SOURCE MATERIAL
//! Wake-up abstraction.
//!
//! A `Notifier` carries one bit of information: "something may be ready,
//! go look". It is used twice in tagrelay:
//!
//! - the worker's activity notifier wakes an idle progress thread when an
//!   operation is submitted or a peer delivers something;
//! - the request notifier wakes the notifier thread when the progress
//!   thread has resolved requests whose wakers must be fired.
//!
//! # Implementors
//!
//! - `EventFdNotifier` (Linux): eventfd counter, `poll(2)` to wait.
//! - `CondvarNotifier` (fallback): mutex + condition variable.

use std::time::Instant;

use crate::error::Result;

/// Coalescing wake-up signal.
///
/// **Contract:**
/// - `notify()` must NEVER block.
/// - Multiple `notify()` calls before a `wait()` are coalesced into one
///   wakeup.
/// - A `notify()` that happens before `wait()` is not lost: the next
///   `wait()` returns immediately.
pub trait Notifier: Send + Sync {
    /// Signal that there may be work.
    fn notify(&self) -> Result<()>;

    /// Block until signalled or until `deadline` passes.
    ///
    /// Returns `Ok(true)` if a signal was consumed, `Ok(false)` on timeout.
    /// `None` waits without a deadline.
    fn wait(&self, deadline: Option<Instant>) -> Result<bool>;
}
//! Endpoint: one logical connection.
//!
//! Lifecycle: open → closing (after `close()` or drop) → closed (close
//! completed, or worker torn down). Once closing, every new operation
//! fails immediately with `Error::EndpointClosed`.
//!
//! Endpoints accepted through a listener (and their dialers) share a salt.
//! Unless `force_tag` is set, tags are folded with that salt so that
//! independent connections on one worker get independent tag spaces.

use std::sync::atomic::{AtomicBool, Ordering};
use std::sync::{Arc, Weak};

use tagrelay_core::error::Error;
use tagrelay_core::transport::EpHandle;
use tagrelay_core::{Tag, WorkerAddress};

use crate::request::{Request, RequestKind};
use crate::worker::{OpAction, WorkerShared};

pub(crate) struct EndpointShared {
    handle: EpHandle,
    worker: Weak<WorkerShared>,
    error_handling: bool,
    salt: Option<u64>,
    remote: Option<WorkerAddress>,
    alive: AtomicBool,
    failed: AtomicBool,
    peer_closed: AtomicBool,
    closing: AtomicBool,
}

impl EndpointShared {
    pub(crate) fn new(
        handle: EpHandle,
        worker: Weak<WorkerShared>,
        error_handling: bool,
        salt: Option<u64>,
        remote: Option<WorkerAddress>,
    ) -> Self {
        Self {
            handle,
            worker,
            error_handling,
            salt,
            remote,
            alive: AtomicBool::new(true),
            failed: AtomicBool::new(false),
            peer_closed: AtomicBool::new(false),
            closing: AtomicBool::new(false),
        }
    }

    pub(crate) fn handle(&self) -> EpHandle {
        self.handle
    }

    pub(crate) fn error_handling(&self) -> bool {
        self.error_handling
    }

    pub(crate) fn is_closing(&self) -> bool {
        self.closing.load(Ordering::Acquire)
    }

    pub(crate) fn has_failed(&self) -> bool {
        self.failed.load(Ordering::Acquire)
    }

    pub(crate) fn peer_closed(&self) -> bool {
        self.peer_closed.load(Ordering::Acquire)
    }

    /// The remote side closed gracefully. Returns true the first time only.
    pub(crate) fn mark_peer_closed(&self) -> bool {
        self.mark_dead();
        !self.peer_closed.swap(true, Ordering::AcqRel)
    }

    pub(crate) fn mark_dead(&self) {
        self.alive.store(false, Ordering::Release);
    }

    /// Returns true the first time only.
    pub(crate) fn mark_failed(&self) -> bool {
        self.mark_dead();
        !self.failed.swap(true, Ordering::AcqRel)
    }

    pub(crate) fn mark_closed(&self) {
        self.closing.store(true, Ordering::Release);
        self.mark_dead();
    }

    fn effective_tag(&self, tag: Tag, force_tag: bool) -> Tag {
        match self.salt {
            Some(salt) if !force_tag => tag.salted(salt),
            _ => tag,
        }
    }

    fn submit(&self, kind: RequestKind, tag: Option<Tag>, action: impl FnOnce(EpHandle) -> OpAction) -> Request {
        if self.is_closing() {
            return Request::failed(kind, tag, Error::EndpointClosed);
        }
        match self.worker.upgrade() {
            Some(w) => w.submit(kind, tag, action(self.handle)),
            None => Request::failed(kind, tag, Error::WorkerClosed),
        }
    }

    fn begin_close(&self) -> Option<Request> {
        if self.closing.swap(true, Ordering::AcqRel) {
            return None;
        }
        let req = match self.worker.upgrade() {
            Some(w) => w.submit(RequestKind::Close, None, OpAction::CloseEndpoint { ep: self.handle }),
            None => Request::failed(RequestKind::Close, None, Error::WorkerClosed),
        };
        Some(req)
    }
}

/// One logical connection on a `Worker`.
pub struct Endpoint {
    shared: Arc<EndpointShared>,
}

impl Endpoint {
    pub(crate) fn from_shared(shared: Arc<EndpointShared>) -> Self {
        Self { shared }
    }

    /// Send `buffer` with `tag`. The buffer comes back in the `Completion`.
    pub fn tag_send(&self, buffer: Vec<u8>, tag: Tag, force_tag: bool) -> Request {
        let tag = self.shared.effective_tag(tag, force_tag);
        self.shared.submit(RequestKind::TagSend, Some(tag), |ep| OpAction::TagSend {
            ep: Some(ep),
            tag,
            data: buffer,
        })
    }

    /// Receive the next message with `tag` into `buffer`.
    ///
    /// Matching happens on the worker: a message with the same effective
    /// tag from any peer satisfies it.
    pub fn tag_recv(&self, buffer: Vec<u8>, tag: Tag, force_tag: bool) -> Request {
        let tag = self.shared.effective_tag(tag, force_tag);
        self.shared.submit(RequestKind::TagRecv, Some(tag), |ep| OpAction::TagRecv {
            ep: Some(ep),
            tag,
            buffer,
        })
    }

    /// Append `buffer` to the connection's byte stream.
    pub fn stream_send(&self, buffer: Vec<u8>) -> Request {
        self.shared.submit(RequestKind::StreamSend, None, |ep| OpAction::StreamSend { ep, data: buffer })
    }

    /// Fill all of `buffer` from the connection's byte stream.
    pub fn stream_recv(&self, buffer: Vec<u8>) -> Request {
        self.shared.submit(RequestKind::StreamRecv, None, |ep| OpAction::StreamRecv { ep, buffer })
    }

    /// Graceful close. Pending receives on this endpoint fail with
    /// `Error::EndpointClosed`; calling `close()` twice fails the second
    /// request the same way.
    pub fn close(&self) -> Request {
        match self.shared.begin_close() {
            Some(req) => req,
            None => Request::failed(RequestKind::Close, None, Error::EndpointClosed),
        }
    }

    /// Peer reachable as far as the last completion knows, and not closed.
    pub fn is_alive(&self) -> bool {
        self.shared.alive.load(Ordering::Acquire) && !self.shared.is_closing()
    }

    pub fn error_handling_enabled(&self) -> bool {
        self.shared.error_handling
    }

    /// Address of the remote worker, when known.
    pub fn remote_address(&self) -> Option<&WorkerAddress> {
        self.shared.remote.as_ref()
    }

    /// True if tags on this endpoint are folded with a connection salt.
    pub fn is_salted(&self) -> bool {
        self.shared.salt.is_some()
    }
}

impl Drop for Endpoint {
    fn drop(&mut self) {
        // Fire-and-forget close; nobody waits for the request.
        let _ = self.shared.begin_close();
    }
}

impl std::fmt::Debug for Endpoint {
    fn fmt(&self, f: &mut std::fmt::Formatter<'_>) -> std::fmt::Result {
        f.debug_struct("Endpoint")
            .field("handle", &self.shared.handle.0)
            .field("alive", &self.is_alive())
            .field("error_handling", &self.shared.error_handling)
            .finish()
    }
}
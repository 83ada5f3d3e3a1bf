//! `LoopbackFabric`: in-process `TransportContext`.
//!
//! Workers created from one fabric share a registry of worker addresses
//! and a table of listener ports. Delivery is eager: the sending worker's
//! progress tick copies the payload straight into the receiver's mailbox
//! and, if a matching receive is already posted, completes it there.
//!
//! ```text
//!  sender tick                       receiver mailbox
//!  ───────────                       ────────────────
//!  tag_send(op, ep, tag, data) ──►  posted recv with tag? ─► inbox: Completed
//!        │                                   │ no
//!        ▼                                   ▼
//!  local: Completed(op, data)        unexpected queue
//! ```
//!
//! Connection ids: every endpoint owns a local `ConnId` key. Endpoints
//! created through a listener also know the other side's key, which is
//! how peer loss and stream bytes reach the right endpoint.

mod mailbox;

use std::collections::{HashMap, VecDeque};
use std::net::{IpAddr, Ipv4Addr, SocketAddr};
use std::sync::atomic::{AtomicU64, Ordering};
use std::sync::{Arc, Weak};

use parking_lot::Mutex;
use tagrelay_core::error::{Error, Result};
use tagrelay_core::transport::{
    ConnId, EndpointInfo, EpHandle, ListenerHandle, OpId, TransportContext, TransportEvent,
    TransportStatus, TransportWorker,
};
use tagrelay_core::{Notifier, Tag, WorkerAddress};

use mailbox::{complete_recv, Inbound, Mailbox, PendingConn, PostedRecv, StreamRecv};

/// First port handed out for `listen(0)`.
pub const EPHEMERAL_PORT_START: u16 = 49152;

struct ListenerEntry {
    owner: Weak<Mailbox>,
    handle: ListenerHandle,
}

struct Fabric {
    name: String,
    workers: Mutex<HashMap<WorkerAddress, Weak<Mailbox>>>,
    listeners: Mutex<HashMap<u16, ListenerEntry>>,
    next_id: AtomicU64,
    next_port: AtomicU64,
}

impl Fabric {
    fn next_id(&self) -> u64 {
        self.next_id.fetch_add(1, Ordering::Relaxed)
    }

    fn lookup_worker(&self, addr: &WorkerAddress) -> Option<Arc<Mailbox>> {
        self.workers.lock().get(addr).and_then(Weak::upgrade)
    }
}

/// In-process transport. Cloning shares the fabric.
#[derive(Clone)]
pub struct LoopbackFabric {
    inner: Arc<Fabric>,
}

impl LoopbackFabric {
    pub fn new() -> Self {
        Self::named("loopback")
    }

    pub fn named(name: &str) -> Self {
        Self {
            inner: Arc::new(Fabric {
                name: name.to_string(),
                workers: Mutex::new(HashMap::new()),
                listeners: Mutex::new(HashMap::new()),
                next_id: AtomicU64::new(1),
                next_port: AtomicU64::new(0),
            }),
        }
    }

    /// Number of live workers registered on this fabric.
    pub fn worker_count(&self) -> usize {
        self.inner.workers.lock().values().filter(|w| w.strong_count() > 0).count()
    }
}

impl Default for LoopbackFabric {
    fn default() -> Self {
        Self::new()
    }
}

impl TransportContext for LoopbackFabric {
    fn name(&self) -> &str {
        &self.inner.name
    }

    fn create_worker(&self, activity: Arc<dyn Notifier>) -> Result<Box<dyn TransportWorker>> {
        let id = self.inner.next_id();
        let nonce: u64 = rand::random();
        let address =
            WorkerAddress::from(format!("{}://worker/{}/{:016x}", self.inner.name, id, nonce).into_bytes());

        let mailbox = Arc::new(Mailbox::new(address.clone(), activity));
        self.inner.workers.lock().insert(address.clone(), Arc::downgrade(&mailbox));
        tracing::debug!(fabric = %self.inner.name, worker = %address, "loopback worker created");

        Ok(Box::new(LoopbackWorker {
            fabric: Arc::clone(&self.inner),
            mailbox,
            routes: HashMap::new(),
            by_conn: HashMap::new(),
            listeners: HashMap::new(),
            events: VecDeque::new(),
        }))
    }
}
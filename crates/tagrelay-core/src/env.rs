//! Environment variable utilities
//!
//! Every tunable in tagrelay reads a `TAGRELAY_*` variable through these
//! helpers and falls back to a compiled-in default.
//!
//! ```ignore
//! use tagrelay_core::env::{env_get, env_get_bool, env_get_duration_us};
//!
//! let batch: usize = env_get("TAGRELAY_MAX_BATCH", 64);
//! let eh: bool = env_get_bool("TAGRELAY_ERROR_HANDLING", true);
//! let idle = env_get_duration_us("TAGRELAY_IDLE_WAIT_US", Duration::from_micros(500));
//! ```

use std::str::FromStr;
use std::time::Duration;

/// Get environment variable parsed as type T, or return default.
///
/// Unset and unparseable values both yield the default.
#[inline]
pub fn env_get<T>(key: &str, default: T) -> T
where
    T: FromStr,
{
    env_get_opt(key).unwrap_or(default)
}

/// Get environment variable as boolean.
///
/// "1", "true", "yes", "on" are true; "0", "false", "no", "off" are false
/// (case-insensitive). Anything else, including unset, returns the default.
#[inline]
pub fn env_get_bool(key: &str, default: bool) -> bool {
    match std::env::var(key) {
        Ok(val) => match val.trim().to_lowercase().as_str() {
            "1" | "true" | "yes" | "on" => true,
            "0" | "false" | "no" | "off" => false,
            _ => default,
        },
        Err(_) => default,
    }
}

/// `Some(T)` if the variable is set and parses, `None` otherwise.
#[inline]
pub fn env_get_opt<T>(key: &str) -> Option<T>
where
    T: FromStr,
{
    std::env::var(key).ok().and_then(|v| v.trim().parse().ok())
}

/// Duration given in microseconds.
pub fn env_get_duration_us(key: &str, default: Duration) -> Duration {
    env_get_opt::<u64>(key).map(Duration::from_micros).unwrap_or(default)
}

/// Duration given in milliseconds.
pub fn env_get_duration_ms(key: &str, default: Duration) -> Duration {
    env_get_opt::<u64>(key).map(Duration::from_millis).unwrap_or(default)
}

// ============================================================================
// Tests
// ============================================================================
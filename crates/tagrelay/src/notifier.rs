//! Request notifier thread.
//!
//! The progress thread must not run executor code. When the notifier
//! thread is running, wakers of resolved requests are queued here and
//! woken from the notifier thread instead. When it is not running, they
//! are woken inline.
//!
//! ```text
//!  progress tick ──push(waker)──► SegQueue ──► notifier thread: wake()
//!        └────────notify()───────► signal ──┘
//! ```

use std::sync::atomic::{AtomicBool, Ordering};
use std::sync::Arc;
use std::task::Waker;
use std::thread;
use std::time::{Duration, Instant};

use crossbeam_queue::SegQueue;
use tagrelay_core::error::{Error, Result};
use tagrelay_core::Notifier;

pub(crate) struct RequestNotifier {
    wakers: SegQueue<Waker>,
    signal: Arc<dyn Notifier>,
    running: AtomicBool,
}

impl RequestNotifier {
    pub(crate) fn new(signal: Arc<dyn Notifier>) -> Self {
        Self {
            wakers: SegQueue::new(),
            signal,
            running: AtomicBool::new(false),
        }
    }

    pub(crate) fn is_running(&self) -> bool {
        self.running.load(Ordering::Acquire)
    }

    /// Wake `waker`, through the notifier thread if one is running.
    pub(crate) fn dispatch(&self, waker: Waker) {
        if !self.is_running() {
            waker.wake();
            return;
        }
        self.wakers.push(waker);
        if let Err(e) = self.signal.notify() {
            tracing::warn!(error = %e, "request notifier signal failed");
        }
        // The thread may have stopped between the check and the push.
        if !self.is_running() {
            self.drain();
        }
    }

    /// Wake everything queued. Returns how many were woken.
    pub(crate) fn drain(&self) -> usize {
        let mut n = 0;
        while let Some(w) = self.wakers.pop() {
            w.wake();
            n += 1;
        }
        n
    }
}

/// Handle to a running notifier thread.
pub(crate) struct NotifierThread {
    target: Arc<RequestNotifier>,
    thread: Option<thread::JoinHandle<()>>,
}

impl NotifierThread {
    pub(crate) fn start(target: Arc<RequestNotifier>, name: &str, max_wait: Duration) -> Result<Self> {
        target.running.store(true, Ordering::Release);
        let t = Arc::clone(&target);
        let spawned = thread::Builder::new()
            .name(name.to_string())
            .spawn(move || notifier_loop(t, max_wait));
        let thread = match spawned {
            Ok(h) => h,
            Err(e) => {
                target.running.store(false, Ordering::Release);
                return Err(Error::Resource(format!("failed to spawn notifier thread: {}", e)));
            }
        };
        Ok(Self { target, thread: Some(thread) })
    }

    pub(crate) fn shutdown(&mut self) {
        self.target.running.store(false, Ordering::Release);
        let _ = self.target.signal.notify();
        if let Some(handle) = self.thread.take() {
            let _ = handle.join();
        }
        self.target.drain();
    }
}

impl Drop for NotifierThread {
    fn drop(&mut self) {
        self.shutdown();
    }
}

fn notifier_loop(target: Arc<RequestNotifier>, max_wait: Duration) {
    tracing::debug!("notifier thread started");
    let mut woken = 0usize;
    while target.is_running() {
        if let Err(e) = target.signal.wait(Some(Instant::now() + max_wait)) {
            tracing::warn!(error = %e, "notifier wait failed");
            thread::sleep(max_wait);
        }
        woken += target.drain();
    }
    woken += target.drain();
    tracing::debug!(woken, "notifier thread stopped");
}

#[cfg(test)]
mod tests {
    use super::*;
    use std::sync::atomic::AtomicUsize;
    use std::task::Wake;
    use tagrelay_module::CondvarNotifier;

    struct CountingWaker {
        woken: AtomicUsize,
        thread: parking_lot::Mutex<Option<String>>,
    }

    impl Wake for CountingWaker {
        fn wake(self: Arc<Self>) {
            self.woken.fetch_add(1, Ordering::SeqCst);
            *self.thread.lock() = thread::current().name().map(str::to_string);
        }
    }

    fn counting() -> (Arc<CountingWaker>, Waker) {
        let c = Arc::new(CountingWaker { woken: AtomicUsize::new(0), thread: parking_lot::Mutex::new(None) });
        let w = Waker::from(Arc::clone(&c));
        (c, w)
    }

    #[test]
    fn test_inline_when_stopped() {
        let n = RequestNotifier::new(Arc::new(CondvarNotifier::new()));
        let (c, w) = counting();
        n.dispatch(w);
        assert_eq!(c.woken.load(Ordering::SeqCst), 1);
    }

    #[test]
    fn test_woken_on_notifier_thread() {
        let n = Arc::new(RequestNotifier::new(Arc::new(CondvarNotifier::new())));
        let mut t = NotifierThread::start(Arc::clone(&n), "test-notifier", Duration::from_millis(50)).unwrap();
        let (c, w) = counting();
        n.dispatch(w);

        let deadline = Instant::now() + Duration::from_secs(5);
        while c.woken.load(Ordering::SeqCst) == 0 && Instant::now() < deadline {
            thread::sleep(Duration::from_millis(1));
        }
        assert_eq!(c.woken.load(Ordering::SeqCst), 1);
        assert_eq!(c.thread.lock().as_deref(), Some("test-notifier"));
        t.shutdown();
        assert!(!n.is_running());
    }
}
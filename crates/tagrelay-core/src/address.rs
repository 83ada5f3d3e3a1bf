//! Opaque worker address.
//!
//! Produced once by a transport worker, copied freely, shipped out-of-band
//! (a queue, a rendezvous frame) and handed to another worker to dial it.

use std::fmt;
use std::sync::Arc;

use crate::tag::hash64bits;

/// Byte-wise comparable address of a worker.
///
/// Cloning is a reference-count bump; the bytes are never mutated.
#[derive(Clone, PartialEq, Eq, Hash)]
pub struct WorkerAddress {
    bytes: Arc<[u8]>,
}

impl WorkerAddress {
    /// Wrap bytes received from a peer (e.g. the payload of a rendezvous frame).
    pub fn from_bytes(bytes: &[u8]) -> Self {
        Self { bytes: Arc::from(bytes) }
    }

    #[inline]
    pub fn as_bytes(&self) -> &[u8] {
        &self.bytes
    }

    #[inline]
    pub fn len(&self) -> usize {
        self.bytes.len()
    }

    #[inline]
    pub fn is_empty(&self) -> bool {
        self.bytes.is_empty()
    }

    /// Owned copy of the bytes, suitable as a send buffer.
    pub fn to_vec(&self) -> Vec<u8> {
        self.bytes.to_vec()
    }

    /// Short stable digest for log lines.
    pub fn digest(&self) -> u64 {
        hash64bits(&self.bytes)
    }
}

impl From<Vec<u8>> for WorkerAddress {
    fn from(v: Vec<u8>) -> Self {
        Self { bytes: Arc::from(v) }
    }
}

impl AsRef<[u8]> for WorkerAddress {
    fn as_ref(&self) -> &[u8] {
        &self.bytes
    }
}

impl fmt::Debug for WorkerAddress {
    fn fmt(&self, f: &mut fmt::Formatter<'_>) -> fmt::Result {
        write!(f, "WorkerAddress(len={}, {:016x})", self.len(), self.digest())
    }
}

impl fmt::Display for WorkerAddress {
    fn fmt(&self, f: &mut fmt::Formatter<'_>) -> fmt::Result {
        write!(f, "{:016x}", self.digest())
    }
}

#[cfg(test)]
mod tests {
    use super::*;

    #[test]
    fn test_bytewise_equality() {
        let a = WorkerAddress::from_bytes(b"worker-1");
        let b = WorkerAddress::from(b"worker-1".to_vec());
        let c = WorkerAddress::from_bytes(b"worker-2");
        assert_eq!(a, b);
        assert_ne!(a, c);
        assert_eq!(a.len(), 8);
        assert_eq!(a.to_vec(), b"worker-1".to_vec());
    }

    #[test]
    fn test_clone_shares_bytes() {
        let a = WorkerAddress::from_bytes(&[1, 2, 3]);
        let b = a.clone();
        assert_eq!(a.as_bytes().as_ptr(), b.as_bytes().as_ptr());
    }
}
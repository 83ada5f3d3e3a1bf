//! Per-worker shared state of the loopback fabric.
//!
//! Everything another worker may touch lives here behind one mutex:
//! posted receives (so a sender can match them), unexpected messages,
//! inbound stream bytes, pending connection attempts and the inbox of
//! events waiting for the owner's next progress tick.
//!
//! Lock rule: at most one mailbox lock is held at a time.

use std::collections::{HashMap, VecDeque};
use std::sync::{Arc, Weak};

use parking_lot::Mutex;
use tagrelay_core::transport::{ConnId, EpHandle, ListenerHandle, OpId, TransportEvent, TransportStatus};
use tagrelay_core::{Notifier, Tag, WorkerAddress};

pub(crate) struct PostedRecv {
    pub op: OpId,
    pub ep: Option<EpHandle>,
    pub tag: Tag,
    pub buffer: Vec<u8>,
}

pub(crate) struct Message {
    pub tag: Tag,
    pub data: Vec<u8>,
}

pub(crate) struct StreamRecv {
    pub op: OpId,
    pub buffer: Vec<u8>,
    pub filled: usize,
}

#[derive(Default)]
pub(crate) struct StreamState {
    pub bytes: VecDeque<u8>,
    pub waiting: VecDeque<StreamRecv>,
}

impl StreamState {
    /// Hand buffered bytes to waiting receives in order. Emits a completion
    /// for every receive whose buffer is now full.
    pub fn pump(&mut self, out: &mut Vec<TransportEvent>) {
        while let Some(front) = self.waiting.front_mut() {
            let want = front.buffer.len() - front.filled;
            let n = want.min(self.bytes.len());
            for (dst, src) in front.buffer[front.filled..front.filled + n]
                .iter_mut()
                .zip(self.bytes.drain(..n))
            {
                *dst = src;
            }
            front.filled += n;
            if front.filled < front.buffer.len() {
                break;
            }
            if let Some(done) = self.waiting.pop_front() {
                let len = done.buffer.len();
                out.push(TransportEvent::Completed { op: done.op, buffer: done.buffer, result: Ok(len) });
            }
        }
    }
}

pub(crate) struct PendingConn {
    pub listener: ListenerHandle,
    pub client: Weak<Mailbox>,
    pub client_conn: ConnId,
    pub salt: u64,
}

pub(crate) enum Inbound {
    Event(TransportEvent),
    /// The other end of the connection keyed `conn` on this side went away.
    PeerGone { conn: ConnId, graceful: bool },
}

pub(crate) struct MailboxState {
    pub open: bool,
    pub posted: VecDeque<PostedRecv>,
    pub unexpected: VecDeque<Message>,
    pub streams: HashMap<ConnId, StreamState>,
    pub pending_conns: HashMap<ConnId, PendingConn>,
    /// Workers that dialed us by address: (their mailbox, their key).
    pub watchers: Vec<(Weak<Mailbox>, ConnId)>,
    pub inbox: VecDeque<Inbound>,
}

pub(crate) struct Mailbox {
    pub address: WorkerAddress,
    pub activity: Arc<dyn Notifier>,
    pub state: Mutex<MailboxState>,
}

impl Mailbox {
    pub fn new(address: WorkerAddress, activity: Arc<dyn Notifier>) -> Self {
        Self {
            address,
            activity,
            state: Mutex::new(MailboxState {
                open: true,
                posted: VecDeque::new(),
                unexpected: VecDeque::new(),
                streams: HashMap::new(),
                pending_conns: HashMap::new(),
                watchers: Vec::new(),
                inbox: VecDeque::new(),
            }),
        }
    }

    /// Wake the owning worker's progress thread.
    pub fn wake(&self) {
        if let Err(e) = self.activity.notify() {
            tracing::warn!(error = %e, "loopback: activity notify failed");
        }
    }

    /// Deliver a tagged message into this mailbox.
    ///
    /// Matches the oldest posted receive with an equal tag, otherwise
    /// parks the message as unexpected. Returns false if the mailbox is
    /// closed.
    pub fn deliver(&self, tag: Tag, data: &[u8]) -> bool {
        {
            let mut st = self.state.lock();
            if !st.open {
                return false;
            }
            match st.posted.iter().position(|p| p.tag == tag) {
                Some(idx) => {
                    let Some(recv) = st.posted.remove(idx) else {
                        return true;
                    };
                    let event = complete_recv(recv.op, recv.buffer, data);
                    st.inbox.push_back(Inbound::Event(event));
                }
                None => {
                    st.unexpected.push_back(Message { tag, data: data.to_vec() });
                    return true;
                }
            }
        }
        self.wake();
        true
    }

    /// Append stream bytes for `conn`. Returns false if closed.
    pub fn deliver_stream(&self, conn: ConnId, data: &[u8]) -> bool {
        let mut done = Vec::new();
        {
            let mut st = self.state.lock();
            if !st.open {
                return false;
            }
            let stream = st.streams.entry(conn).or_default();
            stream.bytes.extend(data.iter().copied());
            stream.pump(&mut done);
            if done.is_empty() {
                return true;
            }
            st.inbox.extend(done.into_iter().map(Inbound::Event));
        }
        self.wake();
        true
    }

    /// Queue an inbound item and wake the owner. Dropped if closed.
    pub fn push(&self, item: Inbound) {
        {
            let mut st = self.state.lock();
            if !st.open {
                return;
            }
            st.inbox.push_back(item);
        }
        self.wake();
    }
}

/// Copy `data` into a posted receive buffer and build its completion.
///
/// An oversized message fills the buffer and completes as `Truncated`.
pub(crate) fn complete_recv(op: OpId, mut buffer: Vec<u8>, data: &[u8]) -> TransportEvent {
    let capacity = buffer.len();
    let n = data.len().min(capacity);
    buffer[..n].copy_from_slice(&data[..n]);
    let result = if data.len() > capacity {
        Err(TransportStatus::Truncated { capacity, received: data.len() })
    } else {
        Ok(data.len())
    };
    TransportEvent::Completed { op, buffer, result }
}

#[cfg(test)]
mod tests {
    use super::*;
    use crate::notifier::CondvarNotifier;

    fn mailbox() -> Mailbox {
        Mailbox::new(WorkerAddress::from_bytes(b"mb"), Arc::new(CondvarNotifier::new()))
    }

    #[test]
    fn test_unexpected_then_matched_fifo() {
        let mb = mailbox();
        assert!(mb.deliver(Tag(1), b"first"));
        assert!(mb.deliver(Tag(1), b"second"));
        let st = mb.state.lock();
        assert_eq!(st.unexpected.len(), 2);
        assert_eq!(st.unexpected[0].data, b"first");
    }

    #[test]
    fn test_posted_match_is_exact_tag() {
        let mb = mailbox();
        mb.state.lock().posted.push_back(PostedRecv {
            op: OpId(1),
            ep: None,
            tag: Tag(5),
            buffer: vec![0; 8],
        });
        mb.deliver(Tag(6), b"nope");
        mb.deliver(Tag(5), b"yes");

        let st = mb.state.lock();
        assert!(st.posted.is_empty());
        assert_eq!(st.unexpected.len(), 1);
        match st.inbox.front() {
            Some(Inbound::Event(TransportEvent::Completed { op, buffer, result })) => {
                assert_eq!(*op, OpId(1));
                assert_eq!(*result, Ok(3));
                assert_eq!(&buffer[..3], b"yes");
            }
            _ => panic!("expected completion"),
        }
    }

    #[test]
    fn test_truncation() {
        match complete_recv(OpId(9), vec![0; 2], b"abcd") {
            TransportEvent::Completed { result, buffer, .. } => {
                assert_eq!(result, Err(TransportStatus::Truncated { capacity: 2, received: 4 }));
                assert_eq!(buffer, b"ab");
            }
            _ => panic!("expected completion"),
        }
    }

    #[test]
    fn test_stream_pump_fills_in_order() {
        let mut s = StreamState::default();
        s.waiting.push_back(StreamRecv { op: OpId(1), buffer: vec![0; 3], filled: 0 });
        s.waiting.push_back(StreamRecv { op: OpId(2), buffer: vec![0; 2], filled: 0 });
        let mut out = Vec::new();

        s.bytes.extend(b"ab".iter().copied());
        s.pump(&mut out);
        assert!(out.is_empty());

        s.bytes.extend(b"cde".iter().copied());
        s.pump(&mut out);
        assert_eq!(out.len(), 2);
        assert!(s.waiting.is_empty());
        match &out[1] {
            TransportEvent::Completed { op, buffer, .. } => {
                assert_eq!(*op, OpId(2));
                assert_eq!(buffer, b"de");
            }
            _ => panic!("expected completion"),
        }
    }

    #[test]
    fn test_closed_mailbox_refuses() {
        let mb = mailbox();
        mb.state.lock().open = false;
        assert!(!mb.deliver(Tag(1), b"x"));
        assert!(!mb.deliver_stream(ConnId(1), b"x"));
    }
}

HOW TO COMPLETE THIS TASK
Every line from the top of the material above through the line holding "one logical connection." should be reproduced word for word, and nothing beyond it.

ANSWER SPACE
//! Wake-up abstraction.
//!
//! A `Notifier` carries one bit of information: "something may be ready,
//! go look". It is used twice in tagrelay:
//!
//! - the worker's activity notifier wakes an idle progress thread when an
//!   operation is submitted or a peer delivers something;
//! - the request notifier wakes the notifier thread when the progress
//!   thread has resolved requests whose wakers must be fired.
//!
//! # Implementors
//!
//! - `EventFdNotifier` (Linux): eventfd counter, `poll(2)` to wait.
//! - `CondvarNotifier` (fallback): mutex + condition variable.

use std::time::Instant;

use crate::error::Result;

/// Coalescing wake-up signal.
///
/// **Contract:**
/// - `notify()` must NEVER block.
/// - Multiple `notify()` calls before a `wait()` are coalesced into one
///   wakeup.
/// - A `notify()` that happens before `wait()` is not lost: the next
///   `wait()` returns immediately.
pub trait Notifier: Send + Sync {
    /// Signal that there may be work.
    fn notify(&self) -> Result<()>;

    /// Block until signalled or until `deadline` passes.
    ///
    /// Returns `Ok(true)` if a signal was consumed, `Ok(false)` on timeout.
    /// `None` waits without a deadline.
    fn wait(&self, deadline: Option<Instant>) -> Result<bool>;
}
//! Endpoint: one logical connection.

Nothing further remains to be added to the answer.